EX-99.1 2 dex991.htm PRESS RELEASE Press Release

Exhibit 99.1

FIRST PACTRUST BANCORP, INC. ANNOUNCES

3rd QUARTER EARNINGS

November 7, 2006

Chula Vista, California — First PacTrust Bancorp, Inc. (Nasdaq: FPTB), the holding company for Pacific Trust Bank, announced net income of $1.3 million for the quarter ended September 30, 2006, compared to $1.4 million for the quarter ended September 30, 2005. For the nine months ended September 30, 2006, First PacTrust Bancorp reported net income of $3.5 million compared to $3.6 million for the nine months ended September 30, 2005. First PacTrust Bancorp reported basic and diluted earnings per share of $0.31 and $0.30 for the third quarter ended September 30, 2006 compared to basic and diluted earnings per share of $0.33 and $0.32 for the third quarter ended September 30, 2005. First PacTrust Bancorp reported basic and diluted earnings per share of $0.86 and $0.83 for the nine months ended September 30, 2006 compared to $0.86 and $0.84 for the nine months ended September 30, 2005.

For the quarter ended September 30, 2006 total interest income increased $2.8 million to $12.0 million from $9.2 million in the prior year’s third quarter.
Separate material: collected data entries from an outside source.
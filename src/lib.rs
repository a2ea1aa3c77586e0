//! # golink-store
//!
//! Persistence core for a go/shortname link service, backed by SQLite.
//!
//! ## Architecture
//!
//! - **Domain Layer** ([`domain`]) - Short-name canonicalization, entities and repository traits
//! - **Application Layer** ([`application`]) - Read and write paths over both stores
//! - **Infrastructure Layer** ([`infrastructure`]) - SQLite repositories and migrations
//! - **Store** ([`store`]) - The handle an embedding HTTP service opens and calls
//!
//! ## Short-name identity
//!
//! Links and click counters are keyed by [`domain::canonical::canonicalize`]:
//! lowercase, with everything but letters and digits removed. `go/Foo.Bar`
//! and `go/foobar` are the same link, and clicks recorded under either
//! spelling land on one counter. Reads report the spelling the link was last
//! saved with.
//!
//! ## Quick Start
//!
//! ```no_run
//! # async fn run() -> golink_store::error::Result<()> {
//! use golink_store::prelude::*;
//!
//! let store = Store::open("links.db").await?;
//! store.save(&Link::new("B-c", "https://example.com", "foo@bar.com")).await?;
//! store.save_stats(&ClickStats::from([("bc".to_string(), 2)])).await?;
//!
//! let stats = store.load_stats().await?;
//! assert_eq!(stats["B-c"], 2);
//! store.close().await;
//! # Ok(())
//! # }
//! ```
//!
//! ## Configuration
//!
//! [`config::StoreConfig`] loads pool and logging settings from environment
//! variables; see the [`config`] module.

pub mod application;
pub mod config;
pub mod domain;
pub mod error;
pub mod infrastructure;
pub mod store;
pub mod telemetry;

pub use error::StoreError;
pub use store::Store;

/// Commonly used types for external consumers.
///
/// Re-exports frequently used types to simplify imports for library users
/// and integration tests.
pub mod prelude {
    pub use crate::config::StoreConfig;
    pub use crate::domain::canonical::{CanonicalKey, canonicalize};
    pub use crate::domain::entities::{ClickStats, Link};
    pub use crate::error::StoreError;
    pub use crate::store::Store;
}
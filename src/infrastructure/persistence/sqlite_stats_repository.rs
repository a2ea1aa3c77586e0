//! SQLite implementation of stats repository.

use async_trait::async_trait;
use sqlx::SqlitePool;
use std::sync::Arc;

use crate::domain::canonical::CanonicalKey;
use crate::domain::entities::{ClickStats, StatsEntry, merge_by_key};
use crate::domain::repositories::StatsRepository;
use crate::error::StoreError;

/// SQLite repository for click counters.
///
/// Increments use an upsert that adds to the stored value in the database, so
/// concurrent batches touching the same key serialize on SQLite's write lock
/// instead of racing between a read and a write in application code.
pub struct SqliteStatsRepository {
    pool: Arc<SqlitePool>,
}

impl SqliteStatsRepository {
    /// Creates a new repository with a database connection pool.
    pub fn new(pool: Arc<SqlitePool>) -> Self {
        Self { pool }
    }
}

#[derive(sqlx::FromRow)]
struct StatsRow {
    id: String,
    short_name: Option<String>,
    clicks: i64,
}

impl TryFrom<StatsRow> for StatsEntry {
    type Error = StoreError;

    fn try_from(row: StatsRow) -> Result<Self, Self::Error> {
        let clicks = u64::try_from(row.clicks).map_err(|_| {
            StoreError::InvalidData(format!(
                "negative click count {} for '{}'",
                row.clicks, row.id
            ))
        })?;

        Ok(StatsEntry {
            key: row.id,
            short: row.short_name,
            clicks,
        })
    }
}

#[async_trait]
impl StatsRepository for SqliteStatsRepository {
    async fn increment(&self, observations: &ClickStats) -> Result<(), StoreError> {
        let merged = merge_by_key(observations)?;
        if merged.is_empty() {
            return Ok(());
        }

        // Rolled back on drop if any statement below fails.
        let mut tx = self.pool.begin().await?;

        for (key, count) in &merged {
            let count = i64::try_from(*count).map_err(|_| StoreError::CountOverflow {
                short: key.clone(),
            })?;

            // SQLite turns an overflowing INTEGER sum into REAL, so the
            // update only applies while the new total still fits.
            let affected = sqlx::query(
                r#"
                INSERT INTO stats (id, clicks)
                VALUES (?1, ?2)
                ON CONFLICT (id) DO UPDATE SET clicks = clicks + excluded.clicks
                WHERE clicks <= 9223372036854775807 - excluded.clicks
                "#,
            )
            .bind(key.as_str())
            .bind(count)
            .execute(&mut *tx)
            .await?
            .rows_affected();

            if affected == 0 {
                tracing::warn!(key = %key, clicks = count, "Click counter would overflow");
                return Err(StoreError::CountOverflow { short: key.clone() });
            }
        }

        tx.commit().await?;
        tracing::info!(keys = merged.len(), "Click stats saved");
        Ok(())
    }

    async fn find_all(&self) -> Result<Vec<StatsEntry>, StoreError> {
        let rows: Vec<StatsRow> = sqlx::query_as(
            r#"
            SELECT s.id AS id, l.short_name AS short_name, s.clicks AS clicks
            FROM stats s
            LEFT JOIN links l ON l.id = s.id
            "#,
        )
        .fetch_all(self.pool.as_ref())
        .await?;

        tracing::debug!(count = rows.len(), "Loaded click stats");
        rows.into_iter().map(StatsEntry::try_from).collect()
    }

    async fn delete(&self, short: &str) -> Result<bool, StoreError> {
        let key = CanonicalKey::new(short);

        let affected = sqlx::query("DELETE FROM stats WHERE id = ?1")
            .bind(key.as_str())
            .execute(self.pool.as_ref())
            .await?
            .rows_affected();

        tracing::info!(short, deleted = affected > 0, "Click stats delete");
        Ok(affected > 0)
    }
}
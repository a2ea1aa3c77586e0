//! Click counters keyed by short name.

use std::collections::{BTreeMap, HashMap};

use crate::domain::canonical::canonicalize;
use crate::error::{Result, StoreError};

/// Click counts keyed by short name.
///
/// On input the keys may be any spelling of a short name. On output from
/// [`crate::Store::load_stats`] they are display forms.
pub type ClickStats = HashMap<String, u64>;

/// A stored counter joined with the link registered at its key, if any.
#[derive(Debug, Clone, PartialEq, Eq)]
pub struct StatsEntry {
    /// Canonical key the counter is stored under.
    pub key: String,
    /// Short name of the link registered at `key`.
    pub short: Option<String>,
    pub clicks: u64,
}

impl StatsEntry {
    /// Registered short name when present, the canonical key otherwise.
    pub fn display_form(&self) -> &str {
        self.short.as_deref().unwrap_or(&self.key)
    }
}

/// Folds observations into per-canonical-key totals.
///
/// Entries whose names canonicalize identically are summed. Totals come back
/// ordered by key so writes happen in a stable order. Returns
/// [`StoreError::CountOverflow`] if a total does not fit in a stored counter.
pub fn merge_by_key(observations: &ClickStats) -> Result<BTreeMap<String, u64>> {
    let mut merged = BTreeMap::new();

    for (short, &count) in observations {
        let total: &mut u64 = merged.entry(canonicalize(short)).or_insert(0);
        *total = total
            .checked_add(count)
            .filter(|&sum| i64::try_from(sum).is_ok())
            .ok_or_else(|| StoreError::CountOverflow {
                short: short.clone(),
            })?;
    }

    Ok(merged)
}
//! Infrastructure layer for external integrations.
//!
//! This layer implements interfaces defined by the domain layer.
//!
//! # Modules
//!
//! - [`persistence`] - SQLite repository implementations

pub mod persistence;
//! Tracing subscriber setup.

use tracing_subscriber::EnvFilter;

/// Installs the global `tracing` subscriber.
///
/// `RUST_LOG` directives take precedence over `level`. `format` is `json` for
/// structured output; anything else selects the human-readable text format.
///
/// # Errors
///
/// Returns an error if `level` is not a valid filter directive or a global
/// subscriber is already installed.
pub fn init_tracing(level: &str, format: &str) -> anyhow::Result<()> {
    let filter = EnvFilter::try_from_default_env().or_else(|_| EnvFilter::try_new(level))?;

    let builder = tracing_subscriber::fmt().with_env_filter(filter);

    if format == "json" {
        builder
            .json()
            .try_init()
            .map_err(|e| anyhow::anyhow!("failed to install subscriber: {e}"))
    } else {
        builder
            .try_init()
            .map_err(|e| anyhow::anyhow!("failed to install subscriber: {e}"))
    }
}
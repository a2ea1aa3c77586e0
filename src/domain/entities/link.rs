//! Link entity representing a registered short name.

use chrono::{DateTime, SubsecRound, Utc};
use serde::{Deserialize, Serialize};

use crate::domain::canonical::CanonicalKey;

/// A short name mapped to a destination URL.
///
/// `short` is kept exactly as registered; identity is the canonical form of
/// it (see [`Link::key`]). Timestamps are persisted with one-second precision.
#[derive(Debug, Clone, PartialEq, Eq, Serialize, Deserialize)]
pub struct Link {
    pub short: String,
    pub long: String,
    #[serde(default)]
    pub owner: String,
    pub created: DateTime<Utc>,
    pub last_edit: DateTime<Utc>,
}

impl Link {
    /// Creates a link stamped with the current time.
    pub fn new(short: impl Into<String>, long: impl Into<String>, owner: impl Into<String>) -> Self {
        let now = Utc::now().trunc_subsecs(0);
        Self {
            short: short.into(),
            long: long.into(),
            owner: owner.into(),
            created: now,
            last_edit: now,
        }
    }

    /// Canonical key this link occupies.
    pub fn key(&self) -> CanonicalKey {
        CanonicalKey::new(&self.short)
    }

    /// Returns true if `short` names the same slot as this link.
    pub fn matches(&self, short: &str) -> bool {
        self.key() == CanonicalKey::new(short)
    }
}
//! Core domain entities.
//!
//! - [`Link`] - A short name registered against a destination URL
//! - [`ClickStats`] - Click counters keyed by short name
//! - [`StatsEntry`] - One stored counter joined with its registered link

pub mod click_stats;
pub mod link;

pub use click_stats::{ClickStats, StatsEntry, merge_by_key};
pub use link::Link;
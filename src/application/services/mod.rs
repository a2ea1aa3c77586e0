//! Read and write paths composed over the repositories.

pub mod link_service;
pub mod stats_service;

pub use link_service::LinkService;
pub use stats_service::StatsService;
//! Canonical form of short names.
//!
//! Every component that compares or keys short names goes through
//! [`canonicalize`], so link uniqueness and stats merging can never disagree.
//!
//! # Rules
//!
//! 1. Each char is lowercased with the Unicode default case mapping
//!    (`char::to_lowercase`), which does not depend on locale.
//! 2. Only chars satisfying `char::is_alphanumeric` are kept. Hyphens, dots,
//!    whitespace, underscores, slashes and all other punctuation are dropped.
//!
//! `"B-c"`, `"b.c"` and `"bc"` therefore share the key `"bc"`.

use std::fmt;

/// Maps a short name to the key used for identity and aggregation.
///
/// Pure and total: the empty string maps to the empty string.
pub fn canonicalize(name: &str) -> String {
    name.chars()
        .flat_map(char::to_lowercase)
        .filter(|c| c.is_alphanumeric())
        .collect()
}

/// A short name already reduced to canonical form.
#[derive(Debug, Clone, PartialEq, Eq, Hash, PartialOrd, Ord)]
pub struct CanonicalKey(String);

impl CanonicalKey {
    /// Canonicalizes `short` and wraps the result.
    pub fn new(short: &str) -> Self {
        Self(canonicalize(short))
    }

    pub fn as_str(&self) -> &str {
        &self.0
    }

    pub fn is_empty(&self) -> bool {
        self.0.is_empty()
    }
}

impl fmt::Display for CanonicalKey {
    fn fmt(&self, f: &mut fmt::Formatter<'_>) -> fmt::Result {
        f.write_str(&self.0)
    }
}

impl From<CanonicalKey> for String {
    fn from(key: CanonicalKey) -> Self {
        key.0
    }
}

impl AsRef<str> for CanonicalKey {
    fn as_ref(&self) -> &str {
        &self.0
    }
}
//! SQLite connection pool setup and schema migrations.

use std::time::Duration;

use sqlx::SqlitePool;
use sqlx::migrate::Migrator;
use sqlx::sqlite::{SqliteConnectOptions, SqliteJournalMode, SqlitePoolOptions, SqliteSynchronous};

use crate::config::StoreConfig;
use crate::error::{Result, StoreError};

/// Embedded migrations from `./migrations`.
pub static MIGRATOR: Migrator = sqlx::migrate!("./migrations");

/// Opens (creating if missing) the database file and applies migrations.
///
/// WAL journaling lets readers proceed while a writer holds the lock; writers
/// wait for each other up to `db_busy_timeout` seconds.
///
/// # Errors
///
/// Returns [`StoreError::Init`] if the file cannot be opened or created, or
/// if the schema cannot be established.
pub async fn open_pool(config: &StoreConfig) -> Result<SqlitePool> {
    let options = SqliteConnectOptions::new()
        .filename(&config.database_path)
        .create_if_missing(true)
        .journal_mode(SqliteJournalMode::Wal)
        .synchronous(SqliteSynchronous::Normal)
        .busy_timeout(Duration::from_secs(config.db_busy_timeout));

    let pool = SqlitePoolOptions::new()
        .max_connections(config.db_max_connections)
        .acquire_timeout(Duration::from_secs(config.db_acquire_timeout))
        .connect_with(options)
        .await
        .map_err(|e| StoreError::init(&config.database_path, e))?;

    tracing::debug!(path = %config.database_path.display(), "Connected to database");

    if let Err(e) = MIGRATOR.run(&pool).await {
        pool.close().await;
        return Err(StoreError::init(&config.database_path, e));
    }

    tracing::info!(path = %config.database_path.display(), "Database migrations applied");

    Ok(pool)
}
//! Stand-in graph SDK: clients keep the options JSON they were created with.
//! Options containing `"secret":"reject"` make the constructor return NULL.

use std::ffi::{CStr, CString, c_char, c_void};
use std::ptr;
use std::sync::atomic::{AtomicUsize, Ordering};

const REJECTED_SECRET: &[u8] = b"\"secret\":\"reject\"";

static CREATED: AtomicUsize = AtomicUsize::new(0);
static FREED: AtomicUsize = AtomicUsize::new(0);

struct Client {
    options_json: CString,
}

/// # Safety
/// `options_json` must be NULL or a valid NUL-terminated string.
#[unsafe(no_mangle)]
pub unsafe extern "C" fn graph_sdk_client_new(options_json: *const c_char) -> *mut c_void {
    if options_json.is_null() {
        return ptr::null_mut();
    }
    let options = unsafe { CStr::from_ptr(options_json) };
    if options
        .to_bytes()
        .windows(REJECTED_SECRET.len())
        .any(|window| window == REJECTED_SECRET)
    {
        return ptr::null_mut();
    }

    CREATED.fetch_add(1, Ordering::SeqCst);
    Box::into_raw(Box::new(Client {
        options_json: options.to_owned(),
    }))
    .cast()
}

/// # Safety
/// `client` must come from `graph_sdk_client_new` and not be freed yet.
#[unsafe(no_mangle)]
pub unsafe extern "C" fn graph_sdk_client_free(client: *mut c_void) {
    if client.is_null() {
        return;
    }
    drop(unsafe { Box::from_raw(client.cast::<Client>()) });
    FREED.fetch_add(1, Ordering::SeqCst);
}

/// # Safety
/// `client` must be a live handle from `graph_sdk_client_new`.
#[unsafe(no_mangle)]
pub unsafe extern "C" fn graph_sdk_client_options(client: *const c_void) -> *const c_char {
    let client = unsafe { &*client.cast::<Client>() };
    client.options_json.as_ptr()
}

#[unsafe(no_mangle)]
pub extern "C" fn graph_sdk_clients_created() -> usize {
    CREATED.load(Ordering::SeqCst)
}

#[unsafe(no_mangle)]
pub extern "C" fn graph_sdk_clients_freed() -> usize {
    FREED.load(Ordering::SeqCst)
}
This reflected an $83.5 million increase in the average balance of loans receivable due to growth, as well as a 94 basis point increase in the average yield on loans receivable over the prior year’s quarter. For the nine months ended September 30, 2006, total interest income increased $7.6 million to $33.6 million from $26.0 million in the same period of the prior year due also to loan growth as well as an increase in the average yield on loans receivable. During the nine month period ending September 30, 2006, the average balance of loans receivable increased $79.3 million while the average yield on loans receivable increased 80 basis points.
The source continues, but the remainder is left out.